INPUT DATA >>
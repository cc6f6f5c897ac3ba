pub(crate) mod fileio;
pub(crate) mod selector;
pub(crate) mod sockio;
pub(crate) mod waker;

pub(crate) use selector::{Selector, SelectorEvents};
pub(crate) use waker::Waker;
//! Cross-thread wakeup for the worker's selector sleep.

use std::io;
use std::os::fd::{AsRawFd, RawFd};

/// Token reserved for the waker registration inside the worker's selector.
pub(crate) const WAKER_TOKEN: usize = usize::MAX;

#[cfg(any(target_os = "linux", target_os = "android"))]
pub(crate) use eventfd::Waker;

#[cfg(any(target_os = "linux", target_os = "android"))]
mod eventfd {
    use super::*;
    use std::fs::File;
    use std::io::{Read, Write};
    use std::os::fd::FromRawFd;

    /// Waker backed by `eventfd`.
    ///
    /// `eventfd` is effectively a 64 bit counter. All writes must be of 8
    /// bytes (64 bits) and are added to the count; reads reset it.
    #[derive(Debug)]
    pub(crate) struct Waker {
        fd: File,
    }

    impl Waker {
        pub fn new() -> io::Result<Waker> {
            let fd = syscall!(eventfd(0, libc::EFD_CLOEXEC | libc::EFD_NONBLOCK))?;
            let file = unsafe { File::from_raw_fd(fd) };
            Ok(Waker { fd: file })
        }

        #[allow(clippy::unused_io_amount)] // Don't care about partial writes.
        pub fn wake(&self) -> io::Result<()> {
            let buf: [u8; 8] = 1u64.to_ne_bytes();
            match (&self.fd).write(&buf) {
                Ok(_) => Ok(()),
                Err(ref err) if err.kind() == io::ErrorKind::WouldBlock => {
                    // Writing only blocks if the counter is about to
                    // overflow; reset and wake again.
                    self.ack()?;
                    self.wake()
                }
                Err(err) => Err(err),
            }
        }

        /// Drains the counter after the selector reported the waker
        /// readable.
        #[allow(clippy::unused_io_amount)] // Don't care about partial reads.
        pub fn ack(&self) -> io::Result<()> {
            let mut buf: [u8; 8] = 0u64.to_ne_bytes();
            match (&self.fd).read(&mut buf) {
                Ok(_) => Ok(()),
                Err(ref err) if err.kind() == io::ErrorKind::WouldBlock => Ok(()),
                Err(err) => Err(err),
            }
        }
    }

    impl AsRawFd for Waker {
        fn as_raw_fd(&self) -> RawFd {
            self.fd.as_raw_fd()
        }
    }
}

#[cfg(all(unix, not(any(target_os = "linux", target_os = "android"))))]
pub(crate) use pipe::Waker;

#[cfg(all(unix, not(any(target_os = "linux", target_os = "android"))))]
mod pipe {
    use super::*;
    use std::fs::File;
    use std::io::{Read, Write};
    use std::os::fd::FromRawFd;

    /// Waker backed by a unix pipe, for platforms without `eventfd`.
    #[derive(Debug)]
    pub(crate) struct Waker {
        sender: File,
        receiver: File,
    }

    impl Waker {
        pub fn new() -> io::Result<Waker> {
            let mut fds = [-1; 2];
            syscall!(pipe(fds.as_mut_ptr()))?;
            for fd in fds {
                syscall!(fcntl(fd, libc::F_SETFL, libc::O_NONBLOCK))?;
                syscall!(fcntl(fd, libc::F_SETFD, libc::FD_CLOEXEC))?;
            }
            Ok(Waker {
                sender: unsafe { File::from_raw_fd(fds[1]) },
                receiver: unsafe { File::from_raw_fd(fds[0]) },
            })
        }

        pub fn wake(&self) -> io::Result<()> {
            match (&self.sender).write(&[1]) {
                Ok(_) => Ok(()),
                // The reading end is full; the worker will wake anyway.
                Err(ref err) if err.kind() == io::ErrorKind::WouldBlock => Ok(()),
                Err(err) => Err(err),
            }
        }

        pub fn ack(&self) -> io::Result<()> {
            let mut buf = [0u8; 128];
            loop {
                match (&self.receiver).read(&mut buf) {
                    Ok(n) if n > 0 => continue,
                    Ok(_) => return Ok(()),
                    Err(ref err) if err.kind() == io::ErrorKind::WouldBlock => return Ok(()),
                    Err(err) => return Err(err),
                }
            }
        }
    }

    impl AsRawFd for Waker {
        fn as_raw_fd(&self) -> RawFd {
            self.receiver.as_raw_fd()
        }
    }
}
#[cfg(test)]
mod tests {
    use super::*;
    use crate::State;

    #[test]
    fn scope_zeroed_unless_link_local() {
        let global: Ipv6Addr = "2001:db8::1".parse().unwrap();
        let ep = Endpoint::v6(global, 3, 80);
        match ep {
            Endpoint::V6(v6) => assert_eq!(v6.scope_id(), 0),
            _ => unreachable!(),
        }

        let ll: Ipv6Addr = "fe80::1".parse().unwrap();
        let ep = Endpoint::v6(ll, 3, 80);
        assert!(ep.is_link_local());
        match ep {
            Endpoint::V6(v6) => assert_eq!(v6.scope_id(), 3),
            _ => unreachable!(),
        }

        let llm: Ipv6Addr = "ff02::1".parse().unwrap();
        assert!(Endpoint::v6(llm, 1, 0).is_link_local());
    }

    #[cfg(unix)]
    #[test]
    fn sockaddr_round_trip_v4() {
        let ep = Endpoint::v4(Ipv4Addr::new(192, 168, 3, 7), 8080);
        let mut storage: libc::sockaddr_storage = unsafe { std::mem::zeroed() };
        let len = ep.to_sockaddr(&mut storage);
        assert_eq!(len as usize, std::mem::size_of::<libc::sockaddr_in>());
        let (back, len2) = Endpoint::from_sockaddr(&storage);
        assert_eq!(back, ep);
        assert_eq!(len, len2);
    }

    #[cfg(unix)]
    #[test]
    fn sockaddr_round_trip_v6() {
        let ll: Ipv6Addr = "fe80::dead:beef".parse().unwrap();
        let ep = Endpoint::v6(ll, 2, 443);
        let mut storage: libc::sockaddr_storage = unsafe { std::mem::zeroed() };
        let len = ep.to_sockaddr(&mut storage);
        assert_eq!(len as usize, std::mem::size_of::<libc::sockaddr_in6>());
        let (back, _) = Endpoint::from_sockaddr(&storage);
        assert_eq!(back, ep);
    }

    #[cfg(unix)]
    #[test]
    fn sockaddr_unknown_family_is_rejected() {
        let storage: libc::sockaddr_storage = unsafe { std::mem::zeroed() };
        let (ep, len) = Endpoint::from_sockaddr(&storage);
        assert!(ep.is_unspec());
        assert_eq!(len, 0);
    }

    #[test]
    fn ntstatus_listed_codes() {
        use super::ntstatus::*;
        assert_eq!(to_state(STATUS_SUCCESS), State::Ok);
        assert_eq!(to_state(STATUS_PENDING), State::Pending);
        assert_eq!(to_state(STATUS_TIMEOUT), State::Timeout);
        assert_eq!(to_state(STATUS_IO_TIMEOUT), State::Timeout);
        assert_eq!(to_state(STATUS_CONNECTION_RESET), State::Reset);
        assert_eq!(to_state(STATUS_PORT_UNREACHABLE), State::Reset);
        assert_eq!(to_state(STATUS_CANCELLED), State::Killed);
        assert_eq!(to_state(STATUS_BUFFER_OVERFLOW), State::MsgTooBig);
        assert_eq!(to_state(STATUS_NO_MEMORY), State::NoBuffers);
        assert_eq!(to_state(STATUS_END_OF_FILE), State::Eof);
        assert_eq!(to_state(STATUS_CONNECTION_REFUSED), State::Refused);
        assert_eq!(to_state(STATUS_NETWORK_UNREACHABLE), State::Unreachable);
        assert_eq!(to_state(STATUS_GRACEFUL_DISCONNECT), State::Closed);
    }

    #[test]
    fn ntstatus_unlisted_codes() {
        use super::ntstatus::to_state;
        // Facility NT-Win32 with error severity: low 16 bits surface.
        assert_eq!(to_state(0xC007_0042), State::Win32(0x42));
        // Anything else is an invalid argument.
        assert_eq!(to_state(0x1234_5678), State::InvalidArgument);
    }
}
//! Identity transform.
//!
//! Byte-for-byte transparent; its only purpose is to put the filter
//! driver's staging ring in front of a stream so reads and writes happen
//! in chunks of a caller-chosen minimum size. See [`Filter::cache`].
//!
//! [`Filter::cache`]: crate::filter::Filter::cache

use super::{ByteReader, ByteWriter, Transform};

pub(crate) struct CacheTransform;

impl Transform for CacheTransform {
    fn spak(
        &mut self,
        input: &mut ByteReader<'_>,
        output: &mut ByteWriter<'_>,
        sync: i32,
    ) -> isize {
        let n = output.put_slice(input.rest());
        input.skip(n);
        if n == 0 && sync < 0 && input.left() == 0 {
            return -1;
        }
        n as isize
    }
}

#[cfg(test)]
mod tests {
    use crate::filter::{Filter, Spak};

    #[test]
    fn transparent_but_buffered() {
        let mut filter = Filter::cache(8);
        assert!(filter.open());
        // Held back until the chunk size accumulates.
        assert!(matches!(filter.spak(b"abc", 8, 0), Spak::None));
        assert!(matches!(filter.spak(b"de", 8, 0), Spak::None));
        let out = filter.spak(b"fgh", 8, 0);
        assert_eq!(out.data(), b"abcdefgh");
    }

    #[test]
    fn sync_drains_the_partial_chunk() {
        let mut filter = Filter::cache(16);
        assert!(filter.open());
        assert!(matches!(filter.spak(b"xy", 16, 0), Spak::None));
        let out = filter.spak(&[], 16, 1);
        assert_eq!(out.data(), b"xy");
        assert!(filter.spak(&[], 16, -1).is_eof());
    }
}
//! Zip filter: incremental inflate/deflate over the compression library's
//! streaming API.
//!
//! Raw deflate and zlib wrap the library directly; gzip adds the member
//! header, the CRC trailer, and their incremental parsing/emission here.

use flate2::{Compress, Compression, Crc, Decompress, FlushCompress, FlushDecompress, Status};
use log::trace;

use super::{ByteReader, ByteWriter, Transform};

/// Compression container format.
#[derive(Copy, Clone, Debug, PartialEq, Eq)]
pub enum ZipAlgo {
    /// Raw deflate, no wrapper.
    Raw,
    /// zlib wrapper (RFC 1950).
    Zlib,
    /// gzip member (RFC 1952).
    Gzip,
}

/// Direction of the transform.
#[derive(Copy, Clone, Debug, PartialEq, Eq)]
pub enum ZipAction {
    /// Decompress.
    Inflate,
    /// Compress.
    Deflate,
}

enum Codec {
    None,
    Inflate(Decompress),
    Deflate(Compress),
}

/// The zip transform. Algorithm and action are fixed before open.
pub struct ZipTransform {
    algo: ZipAlgo,
    action: ZipAction,
    codec: Codec,
    crc: Crc,
    // gzip header handling
    header_done: bool,
    hbuf: Vec<u8>,
    // gzip trailer bytes still to emit (deflate) or to swallow (inflate)
    tail: Vec<u8>,
    swallow: usize,
    finished: bool,
}

impl ZipTransform {
    pub fn new(algo: ZipAlgo, action: ZipAction) -> ZipTransform {
        ZipTransform {
            algo,
            action,
            codec: Codec::None,
            crc: Crc::new(),
            header_done: false,
            hbuf: Vec::new(),
            tail: Vec::new(),
            swallow: 0,
            finished: false,
        }
    }

    pub fn algo(&self) -> ZipAlgo {
        self.algo
    }

    pub fn action(&self) -> ZipAction {
        self.action
    }

    // gzip: consume the member header byte by byte until it parses.
    fn eat_header(&mut self, input: &mut ByteReader<'_>) -> Result<bool, ()> {
        loop {
            match gz_header_len(&self.hbuf) {
                Some(len) if self.hbuf.len() >= len => {
                    self.header_done = true;
                    self.hbuf.clear();
                    return Ok(true);
                }
                _ => match input.take() {
                    Some(byte) => {
                        self.hbuf.push(byte);
                        if self.hbuf.len() <= 2 {
                            let magic = [0x1f, 0x8b];
                            if self.hbuf[..] != magic[..self.hbuf.len()] {
                                return Err(());
                            }
                        }
                        if self.hbuf.len() == 3 && self.hbuf[2] != 8 {
                            // Only deflate members exist in practice.
                            return Err(());
                        }
                    }
                    None => return Ok(false),
                },
            }
        }
    }
}

// Returns the total gzip header length once enough bytes are buffered to
// know it.
fn gz_header_len(buf: &[u8]) -> Option<usize> {
    if buf.len() < 10 {
        return None;
    }
    let flg = buf[3];
    let mut len = 10;
    if flg & 0x04 != 0 {
        // FEXTRA
        if buf.len() < len + 2 {
            return None;
        }
        let xlen = u16::from_le_bytes([buf[len], buf[len + 1]]) as usize;
        len += 2 + xlen;
    }
    if flg & 0x08 != 0 {
        // FNAME
        match buf[len.min(buf.len())..].iter().position(|b| *b == 0) {
            Some(at) => len += at + 1,
            None => return None,
        }
    }
    if flg & 0x10 != 0 {
        // FCOMMENT
        match buf[len.min(buf.len())..].iter().position(|b| *b == 0) {
            Some(at) => len += at + 1,
            None => return None,
        }
    }
    if flg & 0x02 != 0 {
        // FHCRC
        len += 2;
    }
    Some(len)
}

impl Transform for ZipTransform {
    fn open(&mut self) -> bool {
        self.codec = match self.action {
            ZipAction::Inflate => Codec::Inflate(Decompress::new(self.algo == ZipAlgo::Zlib)),
            ZipAction::Deflate => Codec::Deflate(Compress::new(
                Compression::default(),
                self.algo == ZipAlgo::Zlib,
            )),
        };
        self.crc = Crc::new();
        self.header_done = self.algo != ZipAlgo::Gzip;
        self.hbuf.clear();
        self.tail.clear();
        self.swallow = 0;
        self.finished = false;
        true
    }

    fn clos(&mut self) {
        self.codec = Codec::None;
    }

    fn spak(
        &mut self,
        input: &mut ByteReader<'_>,
        output: &mut ByteWriter<'_>,
        sync: i32,
    ) -> isize {
        if self.finished {
            return -1;
        }
        let mut produced = 0usize;

        // gzip prologue.
        if !self.header_done {
            match self.action {
                ZipAction::Inflate => match self.eat_header(input) {
                    Ok(true) => {}
                    Ok(false) => return 0,
                    Err(()) => {
                        trace!("zip: bad gzip header");
                        return -1;
                    }
                },
                ZipAction::Deflate => {
                    // Minimal member header: deflate, no flags, unknown os.
                    let header = [0x1f, 0x8b, 8, 0, 0, 0, 0, 0, 0, 0xff];
                    if output.left() < header.len() {
                        return produced as isize;
                    }
                    produced += output.put_slice(&header);
                    self.header_done = true;
                }
            }
        }

        // Emit any pending gzip trailer bytes first.
        if !self.tail.is_empty() {
            let n = output.put_slice(&self.tail);
            self.tail.drain(..n);
            produced += n;
            if self.tail.is_empty() {
                self.finished = true;
            }
            return produced as isize;
        }
        // Swallow the gzip trailer on the inflate side.
        if self.swallow > 0 {
            let skip = self.swallow.min(input.left());
            input.skip(skip);
            self.swallow -= skip;
            if self.swallow == 0 {
                self.finished = true;
                return if produced > 0 { produced as isize } else { -1 };
            }
            return produced as isize;
        }

        match &mut self.codec {
            Codec::Inflate(codec) => loop {
                let data = input.rest();
                let before_in = codec.total_in();
                let before_out = codec.total_out();
                let status = {
                    let room = output.room();
                    if room.is_empty() {
                        break;
                    }
                    match codec.decompress(data, room, FlushDecompress::None) {
                        Ok(status) => status,
                        Err(err) => {
                            trace!("zip: inflate error: {}", err);
                            return -1;
                        }
                    }
                };
                let consumed = (codec.total_in() - before_in) as usize;
                let written = (codec.total_out() - before_out) as usize;
                input.skip(consumed);
                output.advance(written);
                produced += written;
                match status {
                    Status::StreamEnd => {
                        if self.algo == ZipAlgo::Gzip {
                            // CRC32 + ISIZE follow the member.
                            self.swallow = 8;
                            let skip = self.swallow.min(input.left());
                            input.skip(skip);
                            self.swallow -= skip;
                            if self.swallow > 0 {
                                return produced as isize;
                            }
                        }
                        self.finished = true;
                        return if produced > 0 { produced as isize } else { -1 };
                    }
                    _ if consumed == 0 && written == 0 => break,
                    _ => {}
                }
            },
            Codec::Deflate(codec) => {
                let flush = match sync {
                    0 => FlushCompress::None,
                    s if s < 0 => FlushCompress::Finish,
                    _ => FlushCompress::Sync,
                };
                loop {
                    let data = input.rest();
                    let before_in = codec.total_in();
                    let before_out = codec.total_out();
                    let status = {
                        let room = output.room();
                        if room.is_empty() {
                            break;
                        }
                        match codec.compress(data, room, flush) {
                            Ok(status) => status,
                            Err(err) => {
                                trace!("zip: deflate error: {}", err);
                                return -1;
                            }
                        }
                    };
                    let consumed = (codec.total_in() - before_in) as usize;
                    let written = (codec.total_out() - before_out) as usize;
                    if self.algo == ZipAlgo::Gzip && consumed > 0 {
                        self.crc.update(&data[..consumed]);
                    }
                    input.skip(consumed);
                    output.advance(written);
                    produced += written;
                    match status {
                        Status::StreamEnd => {
                            if self.algo == ZipAlgo::Gzip {
                                let mut tail = Vec::with_capacity(8);
                                tail.extend_from_slice(&self.crc.sum().to_le_bytes());
                                tail.extend_from_slice(&self.crc.amount().to_le_bytes());
                                let n = output.put_slice(&tail);
                                tail.drain(..n);
                                produced += n;
                                if tail.is_empty() {
                                    self.finished = true;
                                } else {
                                    self.tail = tail;
                                }
                            } else {
                                self.finished = true;
                            }
                            return produced as isize;
                        }
                        _ if consumed == 0 && written == 0 && input.left() == 0 => break,
                        _ => {}
                    }
                }
            }
            Codec::None => return -1,
        }

        produced as isize
    }
}

#[cfg(test)]
mod tests {
    use super::*;
    use crate::filter::{Filter, Spak};

    fn pump(filter: &mut Filter, data: &[u8], chunk: usize) -> Vec<u8> {
        let mut out = Vec::new();
        for piece in data.chunks(chunk.max(1)) {
            match filter.spak(piece, 0, 1) {
                Spak::Data(bytes) => out.extend_from_slice(bytes),
                Spak::None => {}
                Spak::Eof => break,
            }
        }
        loop {
            match filter.spak(&[], 0, -1) {
                Spak::Data(bytes) => out.extend_from_slice(bytes),
                _ => break,
            }
        }
        out
    }

    fn round_trip(algo: ZipAlgo, payload: &[u8], chunk: usize) {
        let mut deflate = Filter::zip(algo, ZipAction::Deflate);
        assert!(deflate.open());
        let packed = pump(&mut deflate, payload, chunk);
        assert!(!packed.is_empty());

        let mut inflate = Filter::zip(algo, ZipAction::Inflate);
        assert!(inflate.open());
        let unpacked = pump(&mut inflate, &packed, chunk);
        assert_eq!(unpacked, payload);
    }

    #[test]
    fn zlib_round_trip() {
        let payload: Vec<u8> = (0..4096u32).flat_map(|i| i.to_le_bytes()).collect();
        round_trip(ZipAlgo::Zlib, &payload, 512);
    }

    #[test]
    fn raw_round_trip_small_chunks() {
        round_trip(ZipAlgo::Raw, b"the quick brown fox jumps over the lazy dog", 3);
    }

    #[test]
    fn gzip_round_trip() {
        let payload = b"gzip adds a header and a crc trailer around raw deflate".repeat(64);
        round_trip(ZipAlgo::Gzip, &payload, 100);
    }

    #[test]
    fn gzip_decodes_reference_bytes() {
        // `echo -n hello | gzip -n` with the mtime bytes zeroed.
        let reference: &[u8] = &[
            0x1f, 0x8b, 0x08, 0x00, 0x00, 0x00, 0x00, 0x00, 0x00, 0x03, 0xcb, 0x48, 0xcd, 0xc9,
            0xc9, 0x07, 0x00, 0x86, 0xa6, 0x10, 0x36, 0x05, 0x00, 0x00, 0x00,
        ];
        let mut inflate = Filter::zip(ZipAlgo::Gzip, ZipAction::Inflate);
        assert!(inflate.open());
        let out = pump(&mut inflate, reference, reference.len());
        assert_eq!(out, b"hello");
    }
}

WORK ORDER >>
Say the number of lines above that include "global", and only that.

PROBLEM SOLUTION >>
2